Finally, there is the opportunity for engaging speculation – but little more than speculation at this early stage – about whether, in the sober light of day, the architects of the post-9/11 detentions will come to regret their role. This is obviously related to the preceding question, since regret may accompany full disclosure. In any case, there is ample precedent for such ex post contrition, the most prominent example of which emerges from the debacle of the Japanese internments. Within weeks of Pearl Harbor, the Republican Attorney General of California became an enthusiastic and vocal supporter of internment. In January 1942, he warned ominously that the large number of Japanese Americans living on the West Coast “may be the Achilles Heel of the entire civilian defense effort. Unless something is done it may bring about a repetition of Pearl Harbor.”1

  Days later, the Attorney General was among the first to suggest the argument mentioned above – that the very absence of sabotage by Japanese Americans proved that sabotage was imminent: “It seems to me that it is quite significant that in this great state of ours we have had no fifth column activities and no sabotage reported. It looks very much to me as though it is a studied effort not to have any until the zero hour arrives.”2Over the next several months, he proposed a veritable laundry list of anti-Japanese clichés to support internment. It was only many years later that Earl Warren, whose eventual tenure as Chief Justice became synonymous with an activist, liberal Supreme Court, would admit his error.

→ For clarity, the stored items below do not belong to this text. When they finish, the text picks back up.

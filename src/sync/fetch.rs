//! Fetchers: keep each chain's block store advancing toward the node head.
//!
//! Each iteration fetches a batch of heights in parallel and commits the
//! payloads together with the `latest` marker in one store batch, so the
//! marker never runs ahead of a missing block. Transient RPC failures back
//! off and retry; malformed responses halt the fetcher.

use std::time::Duration;

use futures_util::{stream, StreamExt as _, TryStreamExt as _};
use tracing::{debug, warn};

use serac_avalanche::{
    codec::{encode_c_payload, encode_p_payload, encode_x_block, encode_x_tx},
    model::PBlock,
    rpc::{CachedRpc, ContractRpc, ExchangeRpc, NodeClient, PlatformRpc},
};
use serac_core::{
    BlockHeight, BlockStore, RpcCache, RpcError, TxId, TxLogStore,
};

use crate::prelude::{CancellationToken, Error};

const HEAD_IDLE: Duration = Duration::from_secs(1);
const TRANSIENT_BACKOFF: Duration = Duration::from_secs(1);

const REWARD_FETCH_ATTEMPTS: usize = 3;
const REWARD_FETCH_DELAY: Duration = Duration::from_secs(2);

/// Decide the next contiguous range to fetch, refreshing the cached head
/// only when the local height is within one batch of it.
fn plan_range(
    next: BlockHeight,
    head: Option<BlockHeight>,
    batch: usize,
) -> (bool, Option<(BlockHeight, BlockHeight)>) {
    let refresh = match head {
        None => true,
        Some(head) => next + batch as u64 > head,
    };

    let range = head.filter(|head| next <= *head).map(|head| {
        let to = (next + batch as u64 - 1).min(head);
        (next, to)
    });

    (refresh, range)
}

async fn pause(cancel: &CancellationToken, duration: Duration) -> bool {
    tokio::select! {
        _ = cancel.cancelled() => false,
        _ = tokio::time::sleep(duration) => true,
    }
}

fn is_transient(error: &RpcError) -> bool {
    matches!(error, RpcError::Transport(_))
}

pub struct PlatformFetcher<S, C> {
    store: S,
    rpc: CachedRpc<NodeClient, C>,
    batch: usize,
}

impl<S: BlockStore, C: RpcCache> PlatformFetcher<S, C> {
    pub fn new(store: S, rpc: CachedRpc<NodeClient, C>, batch: usize) -> Self {
        Self { store, rpc, batch }
    }

    pub async fn run(self, cancel: CancellationToken) -> Result<(), Error> {
        let mut head: Option<BlockHeight> = None;

        while !cancel.is_cancelled() {
            let next = self.store.latest()?.map(|l| l + 1).unwrap_or(0);
            let (refresh, _) = plan_range(next, head, self.batch);

            if refresh {
                match PlatformRpc::latest_height(self.rpc.inner()).await {
                    Ok(h) => head = Some(h),
                    Err(err) if is_transient(&err) => {
                        warn!(%err, "p-chain head refresh failed");
                        if !pause(&cancel, TRANSIENT_BACKOFF).await {
                            break;
                        }
                        continue;
                    }
                    Err(err) => return Err(err.into()),
                }
            }

            let (_, range) = plan_range(next, head, self.batch);

            let Some((from, to)) = range else {
                if !pause(&cancel, HEAD_IDLE).await {
                    break;
                }
                continue;
            };

            let fetched: Result<Vec<_>, RpcError> = stream::iter(from..=to)
                .map(|height| self.fetch_one(height))
                .buffered(self.batch)
                .try_collect()
                .await;

            match fetched {
                Ok(blocks) => {
                    self.store.put_batch(&blocks, to)?;
                    debug!(from, to, "p-chain blocks stored");
                }
                Err(err) if is_transient(&err) => {
                    warn!(%err, "p-chain batch fetch failed");
                    if !pause(&cancel, TRANSIENT_BACKOFF).await {
                        break;
                    }
                }
                Err(err) => return Err(err.into()),
            }
        }

        Ok(())
    }

    async fn fetch_one(&self, height: BlockHeight) -> Result<(BlockHeight, Vec<u8>), RpcError> {
        let mut block = PlatformRpc::get_block(self.rpc.inner(), height).await?;

        let staking_refs: Vec<TxId> = block
            .txs
            .iter()
            .filter_map(|tx| match tx {
                serac_avalanche::model::PTransaction::RewardValidator { staking_tx_id, .. } => {
                    Some(*staking_tx_id)
                }
                _ => None,
            })
            .collect();

        for staking_tx in staking_refs {
            block
                .reward_utxos
                .extend(self.reward_utxos_with_retry(&staking_tx).await?);
        }

        encode(height, &block)
    }

    /// Reward UTXOs are required to make the block payload self-contained;
    /// exhausting the retries is fatal for the fetcher.
    async fn reward_utxos_with_retry(
        &self,
        staking_tx: &TxId,
    ) -> Result<Vec<serac_avalanche::model::PackedUtxo>, RpcError> {
        let mut last_err = None;

        for attempt in 1..=REWARD_FETCH_ATTEMPTS {
            match self.rpc.get_reward_utxos(staking_tx).await {
                Ok(utxos) => return Ok(utxos),
                Err(err) if is_transient(&err) => {
                    warn!(%staking_tx, attempt, %err, "reward utxo fetch failed");
                    last_err = Some(err);
                    tokio::time::sleep(REWARD_FETCH_DELAY).await;
                }
                Err(err) => return Err(err),
            }
        }

        Err(last_err.unwrap_or_else(|| {
            RpcError::Transport("reward utxo fetch exhausted retries".into())
        }))
    }
}

fn encode(height: BlockHeight, block: &PBlock) -> Result<(BlockHeight, Vec<u8>), RpcError> {
    let payload = encode_p_payload(block).map_err(|e| RpcError::Malformed(e.to_string()))?;
    Ok((height, payload))
}

pub struct ExchangeFetcher<S> {
    store: S,
    rpc: NodeClient,
    batch: usize,
}

impl<S: BlockStore + TxLogStore> ExchangeFetcher<S> {
    pub fn new(store: S, rpc: NodeClient, batch: usize) -> Self {
        Self { store, rpc, batch }
    }

    pub async fn run(self, cancel: CancellationToken) -> Result<(), Error> {
        let mut block_head: Option<BlockHeight> = None;
        let mut tx_head: Option<u64> = None;

        while !cancel.is_cancelled() {
            let moved_txs = match self.advance_tx_log(&mut tx_head).await {
                Ok(moved) => moved,
                Err(err) if is_transient(&err) => {
                    warn!(%err, "x-chain tx log fetch failed");
                    if !pause(&cancel, TRANSIENT_BACKOFF).await {
                        break;
                    }
                    continue;
                }
                Err(err) => return Err(err.into()),
            };

            let moved_blocks = match self.advance_blocks(&mut block_head).await {
                Ok(moved) => moved,
                Err(err) if is_transient(&err) => {
                    warn!(%err, "x-chain block fetch failed");
                    if !pause(&cancel, TRANSIENT_BACKOFF).await {
                        break;
                    }
                    continue;
                }
                Err(err) => return Err(err.into()),
            };

            if !moved_txs && !moved_blocks && !pause(&cancel, HEAD_IDLE).await {
                break;
            }
        }

        Ok(())
    }

    async fn advance_tx_log(&self, head: &mut Option<u64>) -> Result<bool, RpcError> {
        let next = TxLogStore::latest_tx(&self.store)?
            .map(|l| l + 1)
            .unwrap_or(0);

        let (refresh, _) = plan_range(next, *head, self.batch);
        if refresh {
            *head = Some(ExchangeRpc::latest_tx_index(&self.rpc).await?);
        }

        let (_, range) = plan_range(next, *head, self.batch);
        let Some((from, to)) = range else {
            return Ok(false);
        };

        let entries: Vec<_> = stream::iter(from..=to)
            .map(|index| async move {
                let record = ExchangeRpc::get_tx(&self.rpc, index).await?;
                let payload =
                    encode_x_tx(&record).map_err(|e| RpcError::Malformed(e.to_string()))?;
                Ok::<_, RpcError>((index, payload))
            })
            .buffered(self.batch)
            .try_collect()
            .await?;

        self.store.put_tx_batch(&entries, to)?;
        debug!(from, to, "x-chain tx entries stored");
        Ok(true)
    }

    async fn advance_blocks(&self, head: &mut Option<BlockHeight>) -> Result<bool, RpcError> {
        let next = BlockStore::latest(&self.store)?.map(|l| l + 1).unwrap_or(0);

        let (refresh, _) = plan_range(next, *head, self.batch);
        if refresh {
            *head = Some(ExchangeRpc::latest_height(&self.rpc).await?);
        }

        let (_, range) = plan_range(next, *head, self.batch);
        let Some((from, to)) = range else {
            return Ok(false);
        };

        let blocks: Vec<_> = stream::iter(from..=to)
            .map(|height| async move {
                let block = ExchangeRpc::get_block(&self.rpc, height).await?;
                let payload =
                    encode_x_block(&block).map_err(|e| RpcError::Malformed(e.to_string()))?;
                Ok::<_, RpcError>((height, payload))
            })
            .buffered(self.batch)
            .try_collect()
            .await?;

        self.store.put_batch(&blocks, to)?;
        debug!(from, to, "x-chain blocks stored");
        Ok(true)
    }
}

pub struct ContractFetcher<S> {
    store: S,
    rpc: NodeClient,
    batch: usize,
    ap5_height: Option<u64>,
}

impl<S: BlockStore> ContractFetcher<S> {
    pub fn new(store: S, rpc: NodeClient, batch: usize, ap5_height: Option<u64>) -> Self {
        Self {
            store,
            rpc,
            batch,
            ap5_height,
        }
    }

    fn ap5_active(&self, height: BlockHeight) -> bool {
        self.ap5_height.map(|b| height >= b).unwrap_or(true)
    }

    pub async fn run(self, cancel: CancellationToken) -> Result<(), Error> {
        let mut head: Option<BlockHeight> = None;

        while !cancel.is_cancelled() {
            let next = self.store.latest()?.map(|l| l + 1).unwrap_or(0);

            let (refresh, _) = plan_range(next, head, self.batch);
            if refresh {
                match ContractRpc::latest_height(&self.rpc).await {
                    Ok(h) => head = Some(h),
                    Err(err) if is_transient(&err) => {
                        warn!(%err, "c-chain head refresh failed");
                        if !pause(&cancel, TRANSIENT_BACKOFF).await {
                            break;
                        }
                        continue;
                    }
                    Err(err) => return Err(err.into()),
                }
            }

            let (_, range) = plan_range(next, head, self.batch);
            let Some((from, to)) = range else {
                if !pause(&cancel, HEAD_IDLE).await {
                    break;
                }
                continue;
            };

            let this = &self;
            let fetched: Result<Vec<_>, RpcError> = stream::iter(from..=to)
                .map(|height| async move {
                    let block = ContractRpc::get_block(&this.rpc, height).await?;
                    let payload = encode_c_payload(&block, this.ap5_active(height))
                        .map_err(|e| RpcError::Malformed(e.to_string()))?;
                    Ok::<_, RpcError>((height, payload))
                })
                .buffered(self.batch)
                .try_collect()
                .await;

            match fetched {
                Ok(blocks) => {
                    self.store.put_batch(&blocks, to)?;
                    debug!(from, to, "c-chain blocks stored");
                }
                Err(err) if is_transient(&err) => {
                    warn!(%err, "c-chain batch fetch failed");
                    if !pause(&cancel, TRANSIENT_BACKOFF).await {
                        break;
                    }
                }
                Err(err) => return Err(err.into()),
            }
        }

        Ok(())
    }
}

#[cfg(test)]
mod tests {
    use super::*;

    #[test]
    fn range_planning_refreshes_near_the_head() {
        // far from head: no refresh
        let (refresh, range) = plan_range(0, Some(100), 10);
        assert!(!refresh);
        assert_eq!(range, Some((0, 9)));

        // within one batch of the head: refresh
        let (refresh, range) = plan_range(95, Some(100), 10);
        assert!(refresh);
        assert_eq!(range, Some((95, 100)));

        // caught up: refresh, nothing to fetch
        let (refresh, range) = plan_range(101, Some(100), 10);
        assert!(refresh);
        assert_eq!(range, None);

        // unknown head: always refresh
        let (refresh, range) = plan_range(0, None, 10);
        assert!(refresh);
        assert_eq!(range, None);
    }
}
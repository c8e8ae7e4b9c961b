//! Key encodings. Big-endian everywhere so lexicographic order matches
//! numeric order.

use serac_core::{BlockHeight, ChainTag, TxIndex, UtxoId};

pub const HEIGHT_SIZE: usize = 8;
pub const UTXO_ID_SIZE: usize = 32;

pub fn height_key(height: BlockHeight) -> [u8; HEIGHT_SIZE] {
    height.to_be_bytes()
}

pub fn tx_index_key(index: TxIndex) -> Vec<u8> {
    let mut key = Vec::with_capacity(3 + HEIGHT_SIZE);
    key.extend_from_slice(b"tx:");
    key.extend_from_slice(&index.to_be_bytes());
    key
}

/// `[chain_tag][utxo_id]`, the partitioned record key.
pub fn utxo_key(chain: ChainTag, id: &UtxoId) -> Vec<u8> {
    let mut key = Vec::with_capacity(1 + UTXO_ID_SIZE);
    key.push(chain.prefix());
    key.extend_from_slice(id.as_bytes());
    key
}

/// `[chain_tag][address][0x00][utxo_id]`, the address index entry.
pub fn address_key(chain: ChainTag, address: &str, id: &UtxoId) -> Vec<u8> {
    let mut key = Vec::with_capacity(2 + address.len() + UTXO_ID_SIZE);
    key.push(chain.prefix());
    key.extend_from_slice(address.as_bytes());
    key.push(0);
    key.extend_from_slice(id.as_bytes());
    key
}

pub fn address_prefix(chain: ChainTag, address: &str) -> Vec<u8> {
    let mut key = Vec::with_capacity(2 + address.len());
    key.push(chain.prefix());
    key.extend_from_slice(address.as_bytes());
    key.push(0);
    key
}

pub fn utxo_id_from_suffix(key: &[u8], prefix_len: usize) -> Option<UtxoId> {
    let tail = key.get(prefix_len..)?;
    let bytes: [u8; UTXO_ID_SIZE] = tail.try_into().ok()?;
    Some(UtxoId::from(bytes))
}

#[cfg(test)]
mod tests {
    use super::*;
    use serac_core::Id32;

    #[test]
    fn address_entries_roundtrip() {
        let id = Id32([9; 32]);
        let prefix = address_prefix(ChainTag::Platform, "P-avax1abc");
        let key = address_key(ChainTag::Platform, "P-avax1abc", &id);

        assert!(key.starts_with(&prefix));
        assert_eq!(utxo_id_from_suffix(&key, prefix.len()), Some(id));
    }

    #[test]
    fn height_keys_sort_numerically() {
        assert!(height_key(9) < height_key(10));
        assert!(height_key(255) < height_key(256));
    }
}
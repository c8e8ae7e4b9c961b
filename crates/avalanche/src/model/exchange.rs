//! X-chain blocks and transactions, covering both the linear-block era and
//! the pre-Cortina sequential tx log.

use serde::{Deserialize, Serialize};

use serac_core::{BlockHeight, ChainId, Id32, TxId, TxIndex, UnixTime};

use super::{Output, TransferableInput, TransferableOutput};

#[derive(Debug, Clone, PartialEq, Serialize, Deserialize)]
pub struct XBlock {
    pub height: BlockHeight,
    pub timestamp: UnixTime,
    pub block_id: Id32,
    pub txs: Vec<XTransaction>,
}

/// A pre-Cortina tx as stored in the sequential tx log. These carry no
/// usable timestamp: the node's acceptance time reflects this node only, so
/// the real network time comes from the timestamp archive.
#[derive(Debug, Clone, PartialEq, Serialize, Deserialize)]
pub struct XTxRecord {
    pub index: TxIndex,
    pub tx: XTransaction,
}

#[derive(Debug, Clone, PartialEq, Serialize, Deserialize)]
pub struct XBaseFields {
    pub tx_id: TxId,
    pub outs: Vec<TransferableOutput>,
    pub ins: Vec<TransferableInput>,
    pub memo: Vec<u8>,
}

/// Outputs minted for the asset created by a `CreateAsset` tx. They follow
/// the base outs in the output index sequence, state by state.
#[derive(Debug, Clone, PartialEq, Serialize, Deserialize)]
pub struct InitialState {
    pub fx_id: Option<Id32>,
    pub outs: Vec<Output>,
}

/// One operation of an `Operation` tx: consumes the referenced UTXOs and
/// mints `outs` for the asset.
#[derive(Debug, Clone, PartialEq, Serialize, Deserialize)]
pub struct TransferOp {
    pub asset_id: Id32,
    pub utxo_refs: Vec<(TxId, u32)>,
    pub outs: Vec<Output>,
}

#[derive(Debug, Clone, PartialEq, Serialize, Deserialize)]
#[serde(tag = "type", rename_all = "snake_case")]
pub enum XTransaction {
    Base {
        base: XBaseFields,
    },
    CreateAsset {
        base: XBaseFields,
        name: String,
        symbol: String,
        denomination: u8,
        states: Vec<InitialState>,
    },
    Operation {
        base: XBaseFields,
        ops: Vec<TransferOp>,
    },
    Import {
        base: XBaseFields,
        source_chain: ChainId,
        imported_ins: Vec<TransferableInput>,
    },
    Export {
        base: XBaseFields,
        destination_chain: ChainId,
        exported_outs: Vec<TransferableOutput>,
    },
}

impl XTransaction {
    pub fn base(&self) -> &XBaseFields {
        match self {
            XTransaction::Base { base }
            | XTransaction::CreateAsset { base, .. }
            | XTransaction::Operation { base, .. }
            | XTransaction::Import { base, .. }
            | XTransaction::Export { base, .. } => base,
        }
    }

    pub fn tx_id(&self) -> TxId {
        self.base().tx_id
    }
}
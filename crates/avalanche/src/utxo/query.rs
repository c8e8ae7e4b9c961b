//! In-memory filtering, sorting and pagination over the indexed UTXO set.

use std::collections::BTreeSet;

use base64::Engine as _;
use num_bigint::BigUint;

use serac_core::{
    AssetId, ChainTag, SpendInfo, StoreError, StoredUtxo, UnixTime, UtxoId, UtxoStore,
};

const B64: base64::engine::GeneralPurpose = base64::engine::general_purpose::STANDARD;

pub const MIN_PAGE_SIZE: usize = 1;
pub const MAX_PAGE_SIZE: usize = 100;
pub const DEFAULT_PAGE_SIZE: usize = 10;

#[derive(Debug, Clone, Copy, PartialEq, Eq, Default)]
pub enum SortBy {
    #[default]
    Timestamp,
    Amount,
}

#[derive(Debug, Clone, Copy, PartialEq, Eq, Default)]
pub enum SortOrder {
    Asc,
    #[default]
    Desc,
}

#[derive(Debug, Clone)]
pub struct UtxoQuery {
    pub addresses: Vec<String>,
    pub include_spent: bool,
    pub asset_id: Option<AssetId>,
    /// Decimal digits, arbitrary precision
    pub min_amount: Option<String>,
    /// Historical point: creation strictly before, consumption strictly after
    pub block_timestamp: Option<UnixTime>,
    pub sort_by: SortBy,
    pub sort_order: SortOrder,
    /// Partition unspent records before spent ones ahead of the primary sort
    pub unspent_first: bool,
    pub page_size: usize,
    pub page_token: Option<String>,
}

impl Default for UtxoQuery {
    fn default() -> Self {
        Self {
            addresses: Vec::new(),
            include_spent: false,
            asset_id: None,
            min_amount: None,
            block_timestamp: None,
            sort_by: SortBy::default(),
            sort_order: SortOrder::default(),
            unspent_first: false,
            page_size: DEFAULT_PAGE_SIZE,
            page_token: None,
        }
    }
}

/// A record joined with its spend info, ready for response shaping. For
/// staked records the consumption metadata is already stripped: it must not
/// reach any serialized response.
#[derive(Debug, Clone)]
pub struct ListedUtxo {
    pub utxo: StoredUtxo,
    pub spend: Option<SpendInfo>,
}

#[derive(Debug, Clone)]
pub struct UtxoPage {
    pub items: Vec<ListedUtxo>,
    pub next_page_token: Option<String>,
}

#[derive(Debug, thiserror::Error)]
pub enum QueryError {
    #[error(transparent)]
    Store(#[from] StoreError),

    #[error("invalid page token")]
    InvalidPageToken,

    #[error("invalid amount filter")]
    InvalidAmount,

    #[error("corrupt amount on utxo {0}")]
    CorruptAmount(UtxoId),
}

pub fn encode_page_token(offset: usize) -> String {
    B64.encode(offset.to_string())
}

pub fn decode_page_token(token: &str) -> Result<usize, QueryError> {
    let raw = B64.decode(token).map_err(|_| QueryError::InvalidPageToken)?;
    let text = String::from_utf8(raw).map_err(|_| QueryError::InvalidPageToken)?;
    text.parse().map_err(|_| QueryError::InvalidPageToken)
}

/// Union of candidates across the queried addresses, joined with spend info
/// and filtered by the M-of-N overlap rule.
pub(crate) fn load_candidates<S: UtxoStore>(
    store: &S,
    chain: ChainTag,
    addresses: &[String],
) -> Result<Vec<(StoredUtxo, Option<SpendInfo>)>, QueryError> {
    let mut ids = BTreeSet::new();

    for address in addresses {
        for id in store.by_address(chain, address)? {
            ids.insert(id);
        }
    }

    let mut out = Vec::with_capacity(ids.len());

    for id in ids {
        // index entries can race ahead of the record within a batch replay;
        // an absent record is simply not listable yet
        let Some(utxo) = store.get_utxo(chain, &id)? else {
            continue;
        };

        let spend = store.get_spend(chain, &id)?;
        out.push((utxo, spend));
    }

    Ok(out)
}

pub(crate) fn threshold_met(utxo: &StoredUtxo, addresses: &[String]) -> bool {
    let overlap = utxo
        .addresses
        .as_deref()
        .unwrap_or_default()
        .iter()
        .filter(|owned| addresses.iter().any(|a| a == *owned))
        .count() as u32;

    overlap >= utxo.threshold.unwrap_or(1).max(1)
}

fn parse_amount(utxo: &StoredUtxo) -> Result<BigUint, QueryError> {
    match utxo.amount.as_deref() {
        None => Ok(BigUint::default()),
        Some(text) => text
            .parse()
            .map_err(|_| QueryError::CorruptAmount(utxo.utxo_id)),
    }
}

/// Whether the record behaves as spent at `at`. Staking principal is
/// returned, not consumed: an actively staked record is always unspent, an
/// ended stake is history.
pub(crate) fn effectively_spent(
    utxo: &StoredUtxo,
    spend: Option<&SpendInfo>,
    at: UnixTime,
) -> bool {
    if utxo.staked == Some(true) {
        return utxo.stake_end.map(|end| end <= at).unwrap_or(false);
    }

    spend.is_some()
}

pub fn list_utxos<S: UtxoStore>(
    store: &S,
    chain: ChainTag,
    query: &UtxoQuery,
    now: UnixTime,
) -> Result<UtxoPage, QueryError> {
    let min_amount: Option<BigUint> = match query.min_amount.as_deref() {
        None => None,
        Some(text) => Some(text.parse().map_err(|_| QueryError::InvalidAmount)?),
    };

    let eval_time = query.block_timestamp.unwrap_or(now);

    let mut rows = Vec::new();

    for (utxo, spend) in load_candidates(store, chain, &query.addresses)? {
        if !threshold_met(&utxo, &query.addresses) {
            continue;
        }

        if let Some(asset) = &query.asset_id {
            if utxo.asset_id.as_ref() != Some(asset) {
                continue;
            }
        }

        let amount = parse_amount(&utxo)?;
        if let Some(min) = &min_amount {
            if amount < *min {
                continue;
            }
        }

        if let Some(t) = query.block_timestamp {
            // strict bounds on both edges of the lifetime
            let created_before = utxo.block_timestamp.map(|c| c < t).unwrap_or(false);
            if !created_before {
                continue;
            }

            if let Some(info) = &spend {
                if info.consuming_time <= t {
                    continue;
                }
            }

            if utxo.staked == Some(true) && utxo.stake_end.map(|e| e <= t).unwrap_or(false) {
                continue;
            }
        } else if !query.include_spent && effectively_spent(&utxo, spend.as_ref(), eval_time) {
            continue;
        }

        let spent_flag = effectively_spent(&utxo, spend.as_ref(), eval_time);
        rows.push((spent_flag, amount, utxo, spend));
    }

    rows.sort_by(|a, b| {
        if query.unspent_first {
            let partition = a.0.cmp(&b.0);
            if partition != std::cmp::Ordering::Equal {
                return partition;
            }
        }

        let primary = match query.sort_by {
            SortBy::Timestamp => a
                .2
                .block_timestamp
                .unwrap_or_default()
                .cmp(&b.2.block_timestamp.unwrap_or_default()),
            SortBy::Amount => a.1.cmp(&b.1),
        };

        // tie-break on utxo id, same direction as the primary sort
        let ordering = primary.then_with(|| a.2.utxo_id.cmp(&b.2.utxo_id));

        match query.sort_order {
            SortOrder::Asc => ordering,
            SortOrder::Desc => ordering.reverse(),
        }
    });

    let page_size = query.page_size.clamp(MIN_PAGE_SIZE, MAX_PAGE_SIZE);

    let offset = match query.page_token.as_deref() {
        None => 0,
        Some(token) => decode_page_token(token)?,
    };

    let total = rows.len();

    let items = rows
        .into_iter()
        .skip(offset)
        .take(page_size)
        .map(|(_, _, utxo, spend)| {
            // staked records never expose consumption metadata
            let spend = if utxo.staked == Some(true) { None } else { spend };
            ListedUtxo { utxo, spend }
        })
        .collect::<Vec<_>>();

    let consumed = offset + items.len();
    let next_page_token = (consumed < total).then(|| encode_page_token(consumed));

    Ok(UtxoPage {
        items,
        next_page_token,
    })
}

#[cfg(test)]
mod tests {
    use super::*;

    #[test]
    fn page_token_roundtrip() {
        for offset in [0usize, 1, 10, 12345] {
            let token = encode_page_token(offset);
            assert_eq!(decode_page_token(&token).unwrap(), offset);
        }
    }

    #[test]
    fn page_token_rejects_garbage() {
        assert!(decode_page_token("!!!").is_err());
        let not_a_number = B64.encode("ten");
        assert!(decode_page_token(&not_a_number).is_err());
    }

    #[test]
    fn threshold_counts_overlap() {
        let mut utxo = StoredUtxo::default();
        utxo.addresses = Some(vec!["a".into(), "b".into(), "c".into()]);
        utxo.threshold = Some(2);

        assert!(threshold_met(&utxo, &["a".into(), "b".into()]));
        assert!(threshold_met(&utxo, &["a".into(), "c".into(), "z".into()]));
        assert!(!threshold_met(&utxo, &["a".into()]));
        assert!(!threshold_met(&utxo, &["z".into()]));
    }

    #[test]
    fn staked_records_follow_the_stake_clock() {
        let mut utxo = StoredUtxo::default();
        utxo.staked = Some(true);
        utxo.stake_end = Some(10_500);

        let spend = None;
        assert!(!effectively_spent(&utxo, spend, 10_400));
        assert!(effectively_spent(&utxo, spend, 10_500));
        assert!(effectively_spent(&utxo, spend, 10_600));
    }
}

  “I have since deeply regretted the removal order and my own testimony advocating it,” Warren wrote in his memoirs. “It was wrong to react so impulsively without positive evidence of disloyalty, even though we felt we had a good motive in the security of our state. It demonstrates the cruelty of war when fear, get-tough military psychology, propaganda, and racial antagonism combine with one's responsibility for public security to produce such acts.”3 In an interview shortly before his death, Warren was moved to tears as he recalled the faces of the children separated from their parents during the relocations.4 For now, one can only wonder whether the leading actors in today's tragedy, some of whom presumably look with disgust on the pictures of tortured and humiliated detainees, will likewise come to regret their role in creating the prison at Guantánamo Bay.

  All of these are important topics, and I hope one day to have the opportunity to give them the careful attention they deserve. But as pressing as these questions may be, I would suggest they are merely the consequences of an earlier decision. The more important task, and my interest in this essay, is to consider causes rather than effects, and to reflect on the determination by the United States to create a prison beyond the law.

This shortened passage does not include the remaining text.